**** Given records ****
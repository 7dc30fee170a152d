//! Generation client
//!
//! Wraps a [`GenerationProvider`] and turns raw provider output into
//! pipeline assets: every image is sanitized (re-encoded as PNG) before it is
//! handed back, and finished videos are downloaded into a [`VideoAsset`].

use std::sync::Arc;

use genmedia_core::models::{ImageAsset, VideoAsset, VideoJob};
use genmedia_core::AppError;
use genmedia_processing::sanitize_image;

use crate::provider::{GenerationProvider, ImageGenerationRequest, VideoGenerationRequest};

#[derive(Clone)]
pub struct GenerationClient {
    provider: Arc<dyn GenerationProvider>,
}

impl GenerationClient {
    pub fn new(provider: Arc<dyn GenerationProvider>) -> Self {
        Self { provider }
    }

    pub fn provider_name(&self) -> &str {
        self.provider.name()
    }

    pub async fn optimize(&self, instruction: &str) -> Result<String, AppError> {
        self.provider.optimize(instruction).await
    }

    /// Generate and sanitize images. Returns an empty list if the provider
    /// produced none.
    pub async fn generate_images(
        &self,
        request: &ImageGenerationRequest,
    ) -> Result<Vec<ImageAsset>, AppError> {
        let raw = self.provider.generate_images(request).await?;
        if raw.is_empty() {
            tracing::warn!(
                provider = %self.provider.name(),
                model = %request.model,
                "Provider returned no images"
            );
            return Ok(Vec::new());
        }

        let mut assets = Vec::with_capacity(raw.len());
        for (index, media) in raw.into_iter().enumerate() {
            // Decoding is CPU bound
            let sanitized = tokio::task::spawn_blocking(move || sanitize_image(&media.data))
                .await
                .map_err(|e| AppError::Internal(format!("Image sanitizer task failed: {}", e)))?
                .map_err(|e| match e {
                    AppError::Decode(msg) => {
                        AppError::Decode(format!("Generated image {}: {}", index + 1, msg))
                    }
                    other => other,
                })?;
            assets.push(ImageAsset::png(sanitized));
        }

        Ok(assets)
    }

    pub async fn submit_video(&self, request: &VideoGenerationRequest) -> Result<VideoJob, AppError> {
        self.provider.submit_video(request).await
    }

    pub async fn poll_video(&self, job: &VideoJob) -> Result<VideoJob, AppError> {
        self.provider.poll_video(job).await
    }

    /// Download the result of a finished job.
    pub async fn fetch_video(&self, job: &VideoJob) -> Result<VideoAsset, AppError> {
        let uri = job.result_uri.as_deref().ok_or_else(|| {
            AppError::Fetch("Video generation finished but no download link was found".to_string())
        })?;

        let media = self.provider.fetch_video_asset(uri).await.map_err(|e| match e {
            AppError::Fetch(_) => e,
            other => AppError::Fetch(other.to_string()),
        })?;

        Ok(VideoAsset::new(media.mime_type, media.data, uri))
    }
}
****
**** Given records ****
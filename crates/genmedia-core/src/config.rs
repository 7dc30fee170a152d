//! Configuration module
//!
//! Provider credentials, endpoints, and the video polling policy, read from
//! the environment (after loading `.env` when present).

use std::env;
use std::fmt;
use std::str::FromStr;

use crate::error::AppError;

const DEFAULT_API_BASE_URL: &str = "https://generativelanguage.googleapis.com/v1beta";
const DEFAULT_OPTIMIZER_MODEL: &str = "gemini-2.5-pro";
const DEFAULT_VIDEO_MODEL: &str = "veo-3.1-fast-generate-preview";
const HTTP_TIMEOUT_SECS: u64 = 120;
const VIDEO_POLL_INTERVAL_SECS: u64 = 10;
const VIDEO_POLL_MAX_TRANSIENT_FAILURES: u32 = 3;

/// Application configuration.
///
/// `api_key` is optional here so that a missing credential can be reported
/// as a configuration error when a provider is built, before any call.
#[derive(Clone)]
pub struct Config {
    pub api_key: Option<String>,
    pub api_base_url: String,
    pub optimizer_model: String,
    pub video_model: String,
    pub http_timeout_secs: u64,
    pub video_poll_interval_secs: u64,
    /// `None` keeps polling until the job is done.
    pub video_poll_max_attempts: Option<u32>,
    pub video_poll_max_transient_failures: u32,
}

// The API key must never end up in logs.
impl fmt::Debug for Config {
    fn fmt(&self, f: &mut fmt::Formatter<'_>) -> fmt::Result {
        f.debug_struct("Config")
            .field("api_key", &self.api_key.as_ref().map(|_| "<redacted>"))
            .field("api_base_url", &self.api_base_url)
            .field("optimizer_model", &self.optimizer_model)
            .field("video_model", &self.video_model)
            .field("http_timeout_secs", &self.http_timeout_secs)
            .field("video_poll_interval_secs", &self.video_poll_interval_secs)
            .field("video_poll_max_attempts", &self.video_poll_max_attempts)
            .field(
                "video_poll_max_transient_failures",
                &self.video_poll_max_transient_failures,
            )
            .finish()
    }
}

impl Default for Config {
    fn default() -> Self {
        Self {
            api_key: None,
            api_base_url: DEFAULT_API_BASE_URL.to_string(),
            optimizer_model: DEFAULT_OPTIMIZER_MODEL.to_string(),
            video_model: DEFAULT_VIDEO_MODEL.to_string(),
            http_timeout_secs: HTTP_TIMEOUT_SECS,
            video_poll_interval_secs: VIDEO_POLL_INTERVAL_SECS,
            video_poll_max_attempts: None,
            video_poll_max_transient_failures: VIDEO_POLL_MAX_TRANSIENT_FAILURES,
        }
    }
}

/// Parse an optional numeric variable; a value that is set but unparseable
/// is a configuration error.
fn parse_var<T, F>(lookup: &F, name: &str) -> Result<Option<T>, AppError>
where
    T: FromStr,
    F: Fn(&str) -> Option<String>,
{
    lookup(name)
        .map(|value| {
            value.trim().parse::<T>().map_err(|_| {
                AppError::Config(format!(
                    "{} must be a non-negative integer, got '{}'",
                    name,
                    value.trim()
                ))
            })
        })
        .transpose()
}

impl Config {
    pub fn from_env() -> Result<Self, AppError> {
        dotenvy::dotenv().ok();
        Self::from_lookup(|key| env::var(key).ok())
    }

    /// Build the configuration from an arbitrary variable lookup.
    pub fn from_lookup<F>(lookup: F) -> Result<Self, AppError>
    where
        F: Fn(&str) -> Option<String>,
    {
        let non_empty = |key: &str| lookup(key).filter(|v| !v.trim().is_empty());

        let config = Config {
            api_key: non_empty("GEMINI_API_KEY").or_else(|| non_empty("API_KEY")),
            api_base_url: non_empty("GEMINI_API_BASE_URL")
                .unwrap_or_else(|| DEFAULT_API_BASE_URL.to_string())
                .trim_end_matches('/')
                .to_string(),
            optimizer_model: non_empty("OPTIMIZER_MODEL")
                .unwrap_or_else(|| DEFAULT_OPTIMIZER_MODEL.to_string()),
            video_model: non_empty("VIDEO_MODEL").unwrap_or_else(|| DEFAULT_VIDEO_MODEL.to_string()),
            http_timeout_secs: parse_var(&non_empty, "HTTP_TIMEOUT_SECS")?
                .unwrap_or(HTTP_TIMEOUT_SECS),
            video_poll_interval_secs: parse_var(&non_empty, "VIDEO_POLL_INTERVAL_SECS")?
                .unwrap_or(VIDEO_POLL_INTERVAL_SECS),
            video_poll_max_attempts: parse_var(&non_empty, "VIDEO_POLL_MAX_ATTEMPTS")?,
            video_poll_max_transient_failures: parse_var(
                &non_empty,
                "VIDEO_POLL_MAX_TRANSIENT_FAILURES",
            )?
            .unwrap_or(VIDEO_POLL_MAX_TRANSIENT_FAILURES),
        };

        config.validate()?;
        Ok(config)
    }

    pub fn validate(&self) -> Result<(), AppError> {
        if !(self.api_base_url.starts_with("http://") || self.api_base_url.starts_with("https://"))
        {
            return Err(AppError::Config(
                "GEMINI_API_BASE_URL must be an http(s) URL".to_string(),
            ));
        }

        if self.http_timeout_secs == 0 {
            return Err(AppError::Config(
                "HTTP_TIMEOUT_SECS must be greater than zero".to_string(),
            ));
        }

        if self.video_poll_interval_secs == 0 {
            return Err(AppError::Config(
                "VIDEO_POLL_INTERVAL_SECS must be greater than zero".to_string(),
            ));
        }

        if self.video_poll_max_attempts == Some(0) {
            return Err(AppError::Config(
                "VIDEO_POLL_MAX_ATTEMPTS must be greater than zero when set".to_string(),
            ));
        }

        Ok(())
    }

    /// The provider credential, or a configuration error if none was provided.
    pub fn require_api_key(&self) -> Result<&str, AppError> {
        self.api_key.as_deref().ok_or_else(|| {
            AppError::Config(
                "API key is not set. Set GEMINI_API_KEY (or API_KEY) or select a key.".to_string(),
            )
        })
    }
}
****
> [Requirement]: Copy out every line in the listing where the word "data" appears.

> [Reply to the task]:
            let sanitized = tokio::task::spawn_blocking(move || sanitize_image(&media.data))
        Ok(VideoAsset::new(media.mime_type, media.data, uri))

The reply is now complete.